Yesterday I went to the Ibn Batuta Mall to pay my Du Bill I wanted a quick payment ticket but was guided by the customer assistant to the express till where I was surprised to be charged 3.97Dhs for this service.
There are no signs to inform customers of this charge another disgraceful act of theft from our Friendly telephony suppliers .:confused2: 
So watch Out !!!!


----------



## darlingbuds (May 27, 2010)

powermax2 said:


> Yesterday I went to the Ibn Batuta Mall to pay my Du Bill I wanted a quick payment ticket but was guided by the customer assistant to the express till where I was surprised to be charged 3.97Dhs for this service.
> There are no signs to inform customers of this charge another disgraceful act of theft from our Friendly telephony suppliers .:confused2:
> So watch Out !!!!


Aaargggh Du. My landline hasn't worked for 6 weeks, they phone be 6 times a day to ask me if my phone is now working. Of course it's not! I give up.


----------



## Sparkysair (Jul 16, 2008)

What a scam! You do know you can pay your bill online though, right?


----------



## powermax2 (Feb 26, 2011)

Sparkysair said:


> What a scam! You do know you can pay your bill online though, right?


Have you had the privilege of actually logging in ?

Try the payment machine in the Mall see how many times it spits your cash onto the floor only crisp new notes allowed


----------



## Moe78 (Oct 29, 2010)

I've never had a problem logging into Du's Selfcare system.

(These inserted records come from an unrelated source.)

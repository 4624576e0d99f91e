//! Requirement use-case service.
//!
//! # Responsibility
//! - Maintain the `requirements` list inside the `requirements` layer.
//! - Assign requirement uids and defaults on creation.
//! - Apply batches of create/update/delete changes in one write.
//!
//! # Invariants
//! - Requirements are addressed by `title`; the uid is derived from the title
//!   at creation and never rewritten by updates.
//! - `related_to` is merged on update, never replaced.

use crate::model::entry::{ReviewStatus, STATUS_FIELD};
use crate::model::layer::REQUIREMENTS_LAYER;
use crate::model::relation::{merge_related_into, RELATED_TO_FIELD};
use crate::model::uid::{make_uid, UidKind};
use crate::repo::document_store::{DocumentStore, StoreError};
use log::{info, warn};
use serde_json::{json, Value};
use std::error::Error;
use std::fmt::{Display, Formatter};

/// Service error for requirement use-cases.
#[derive(Debug)]
pub enum RequirementServiceError {
    /// Input is not an object or lacks a non-empty `title`.
    InvalidRequirement(String),
    /// No requirement carries this title.
    RequirementNotFound(String),
    /// A requirement with this title already exists.
    DuplicateTitle(String),
    /// Persistence-layer failure.
    Store(StoreError),
}

impl Display for RequirementServiceError {
    fn fmt(&self, f: &mut Formatter<'_>) -> std::fmt::Result {
        match self {
            Self::InvalidRequirement(message) => write!(f, "invalid requirement: {message}"),
            Self::RequirementNotFound(title) => write!(f, "requirement not found: `{title}`"),
            Self::DuplicateTitle(title) => write!(f, "requirement already exists: `{title}`"),
            Self::Store(err) => write!(f, "{err}"),
        }
    }
}

impl Error for RequirementServiceError {
    fn source(&self) -> Option<&(dyn Error + 'static)> {
        match self {
            Self::Store(err) => Some(err),
            _ => None,
        }
    }
}

impl From<StoreError> for RequirementServiceError {
    fn from(value: StoreError) -> Self {
        Self::Store(value)
    }
}

pub type RequirementResult<T> = Result<T, RequirementServiceError>;

/// Counts of changes applied by [`RequirementService::apply_changes`].
#[derive(Debug, Clone, Copy, Default, PartialEq, Eq)]
pub struct AppliedChanges {
    pub created: usize,
    pub updated: usize,
    pub deleted: usize,
}

/// Requirement service facade over a document store.
pub struct RequirementService<S: DocumentStore> {
    store: S,
}

impl<S: DocumentStore> RequirementService<S> {
    pub fn new(store: S) -> Self {
        Self { store }
    }

    /// Returns stored requirements; empty when the layer does not exist yet.
    pub fn list_requirements(&self) -> RequirementResult<Vec<Value>> {
        if !self.store.exists(REQUIREMENTS_LAYER)? {
            return Ok(Vec::new());
        }
        let doc = self.store.read(REQUIREMENTS_LAYER)?;
        Ok(doc
            .get("requirements")
            .and_then(Value::as_array)
            .cloned()
            .unwrap_or_default())
    }

    /// Adds a requirement and returns its uid.
    ///
    /// # Contract
    /// - `title` is required; `tags`, `status`, `related_to`, `uid` default to
    ///   `[]`, `new`, `[]` and `req-<hash(title)>`.
    pub fn create_requirement(&self, requirement: Value) -> RequirementResult<String> {
        let mut requirements = self.list_requirements()?;
        let uid = insert_requirement(&mut requirements, requirement)?;
        self.save(requirements)?;
        Ok(uid)
    }

    /// Updates the requirement titled `title` and returns its uid.
    ///
    /// `related_to` in `updates` is unioned into the existing list; `uid` is
    /// ignored; every other key overwrites.
    pub fn update_requirement(&self, title: &str, updates: Value) -> RequirementResult<String> {
        let mut requirements = self.list_requirements()?;
        let uid = patch_requirement(&mut requirements, title, updates)?;
        self.save(requirements)?;
        Ok(uid)
    }

    /// Removes the requirement titled `title`.
    pub fn delete_requirement(&self, title: &str) -> RequirementResult<()> {
        let mut requirements = self.list_requirements()?;
        if !drop_requirement(&mut requirements, title) {
            return Err(RequirementServiceError::RequirementNotFound(title.to_string()));
        }
        self.save(requirements)
    }

    /// Applies `[{"action": ..., "requirement": {...}}]` changes in one write.
    ///
    /// - `create` on an existing title behaves like `update`.
    /// - `update` on a missing title creates it.
    /// - `delete` on a missing title is ignored.
    /// - Unknown actions are skipped.
    pub fn apply_changes(&self, changes: &[Value]) -> RequirementResult<AppliedChanges> {
        let mut requirements = self.list_requirements()?;
        let mut applied = AppliedChanges::default();

        for change in changes {
            let action = change.get("action").and_then(Value::as_str).unwrap_or("");
            let requirement = change.get("requirement").cloned().unwrap_or(Value::Null);
            let title = requirement
                .get("title")
                .and_then(Value::as_str)
                .map(str::to_string);

            match (action, title) {
                ("create" | "update", Some(title)) if find_index(&requirements, &title).is_some() => {
                    patch_requirement(&mut requirements, &title, requirement)?;
                    applied.updated += 1;
                }
                ("create" | "update", _) => {
                    insert_requirement(&mut requirements, requirement)?;
                    applied.created += 1;
                }
                ("delete", Some(title)) => {
                    if drop_requirement(&mut requirements, &title) {
                        applied.deleted += 1;
                    }
                }
                (other, _) => {
                    warn!("event=requirement_change module=requirements status=skipped action={other}");
                }
            }
        }

        self.save(requirements)?;
        info!(
            "event=requirement_changes module=requirements status=ok created={} updated={} deleted={}",
            applied.created, applied.updated, applied.deleted
        );
        Ok(applied)
    }

    fn save(&self, requirements: Vec<Value>) -> RequirementResult<()> {
        self.store
            .update(REQUIREMENTS_LAYER, &json!({ "requirements": requirements }), true)?;
        Ok(())
    }
}

fn find_index(requirements: &[Value], title: &str) -> Option<usize> {
    requirements
        .iter()
        .position(|requirement| requirement.get("title").and_then(Value::as_str) == Some(title))
}

fn insert_requirement(requirements: &mut Vec<Value>, requirement: Value) -> RequirementResult<String> {
    let Value::Object(mut fields) = requirement else {
        return Err(RequirementServiceError::InvalidRequirement(
            "requirement must be a JSON object".to_string(),
        ));
    };
    let title = fields
        .get("title")
        .and_then(Value::as_str)
        .filter(|title| !title.trim().is_empty())
        .map(str::to_string)
        .ok_or_else(|| {
            RequirementServiceError::InvalidRequirement("`title` is required".to_string())
        })?;
    if find_index(requirements, &title).is_some() {
        return Err(RequirementServiceError::DuplicateTitle(title));
    }

    fields.entry("tags").or_insert_with(|| json!([]));
    fields
        .entry(STATUS_FIELD)
        .or_insert_with(|| json!(ReviewStatus::New.as_str()));
    fields.entry(RELATED_TO_FIELD).or_insert_with(|| json!([]));
    let uid = fields
        .entry("uid")
        .or_insert_with(|| json!(make_uid(UidKind::Requirement, [title.as_str()])))
        .as_str()
        .map(str::to_string)
        .unwrap_or_default();

    requirements.push(Value::Object(fields));
    Ok(uid)
}

fn patch_requirement(
    requirements: &mut [Value],
    title: &str,
    updates: Value,
) -> RequirementResult<String> {
    let index = find_index(requirements, title)
        .ok_or_else(|| RequirementServiceError::RequirementNotFound(title.to_string()))?;
    let Value::Object(updates) = updates else {
        return Err(RequirementServiceError::InvalidRequirement(
            "updates must be a JSON object".to_string(),
        ));
    };

    let existing = &mut requirements[index];
    let incoming_related: Vec<String> = updates
        .get(RELATED_TO_FIELD)
        .map(related_list)
        .unwrap_or_default();
    merge_related_into(existing, incoming_related);

    if let Some(fields) = existing.as_object_mut() {
        for (key, value) in updates {
            if key == RELATED_TO_FIELD || key == "uid" {
                continue;
            }
            fields.insert(key, value);
        }
    }

    Ok(existing
        .get("uid")
        .and_then(Value::as_str)
        .unwrap_or_default()
        .to_string())
}

fn drop_requirement(requirements: &mut Vec<Value>, title: &str) -> bool {
    let before = requirements.len();
    requirements.retain(|requirement| requirement.get("title").and_then(Value::as_str) != Some(title));
    requirements.len() != before
}

fn related_list(value: &Value) -> Vec<String> {
    match value {
        Value::Array(refs) => refs
            .iter()
            .filter_map(Value::as_str)
            .map(str::to_string)
            .collect(),
        Value::String(single) => vec![single.clone()],
        _ => Vec::new(),
    }
}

lol yeah I hate those payment machines, both etisalat and du have them and they're so temperamental even with crisp notes!


----------



## RPG (Jul 16, 2008)

they're fricking useless


----------



## dizzyizzy (Mar 30, 2008)

or you can pay directly with your online banking? I'm with Emirates NDB and get no charges for paying online.


----------



## Sparkysair (Jul 16, 2008)

powermax2 said:


> Have you had the privilege of actually logging in ?
> 
> Try the payment machine in the Mall see how many times it spits your cash onto the floor only crisp new notes allowed


I've never had a problem logging in but maybe I've been lucky 

I posted on another thread about their pricing scams. Basically, if you've been with them for a while, check out their current package offers because they're much cheaper than they were a year ago. I worked out I could have the same TV package, save loads on my phone and upgrade my broadband from 2 meg to 8 meg and it would cost me almost 200 AED a month less than I'm paying now! Surprisingly, when I called they switched me straight over


----------



## Fatenhappy (Jun 23, 2009)

powermax2 said:


> Yesterday I went to the Ibn Batuta Mall to pay my Du Bill I wanted a quick payment ticket but was guided by the customer assistant to the express till where I was surprised to be charged 3.97Dhs for this service.
> There are no signs to inform customers of this charge another disgraceful act of theft from our Friendly telephony suppliers .:confused2:
> So watch Out !!!!


Its not like its only here its everywhere and in ever sector of finance through out the world ...

Having said that I'd be happy to move along a bit faster and give them close to 4 dirham tip ... why not ... I even tip the garage guys when filling up the car .....

Although not Du I always like the 10 Dirhams knowledge tax Dubai Council put on any of the fines you get ... so now ... :focus:


----------



## Maz25 (Jul 6, 2008)

I have no problems logging into Du Self Care system - thank goodness for small mercies! Holding the line, whilst listening to what I can only describe as noise (they call it music) is not particularly appealing!

I'm actually thinking of downgrading to the basic TV package since I've been cursed with having to watch the exact same programmes day in, day out! The programmes are repeated, then the repeats are repeated, then the repeat that was repeated is repeated...no point paying good money for programmes that are at least 2 years old!!


----------



## Dubai_Mac (Feb 4, 2011)

We downgraded to basic TV package over 2 years ago when all the prices jumped. Rubbish TV is not worth the amount they charge! We haven't missed it. The kids have DVD's. We still get News & FTA channels and can buy the DVD or download just about anything on the net to watch anyway via itunes or other means.
Now... if only I could get that 8GB of speed I am paying for!


----------



## Fatenhappy (Jun 23, 2009)

Dubai_Mac said:


> We downgraded to basic TV package over 2 years ago when all the prices jumped. Rubbish TV is not worth the amount they charge! We haven't missed it. The kids have DVD's. We still get News & FTA channels and can buy the DVD or download just about anything on the net to watch anyway via itunes or other means.
> Now... if only I could get that 8GB of speed I am paying for!


Yea agree totally ... they're all crap now .... we have OSN at some sort of stupid monthly payment and yep .. you guest it its crap too .... repeat after repeat after repeat after repeat and so on it goes ...

Going back home shortly to where its all free and rightfully so !!! ... that is if you can put up with all the adds ...


----------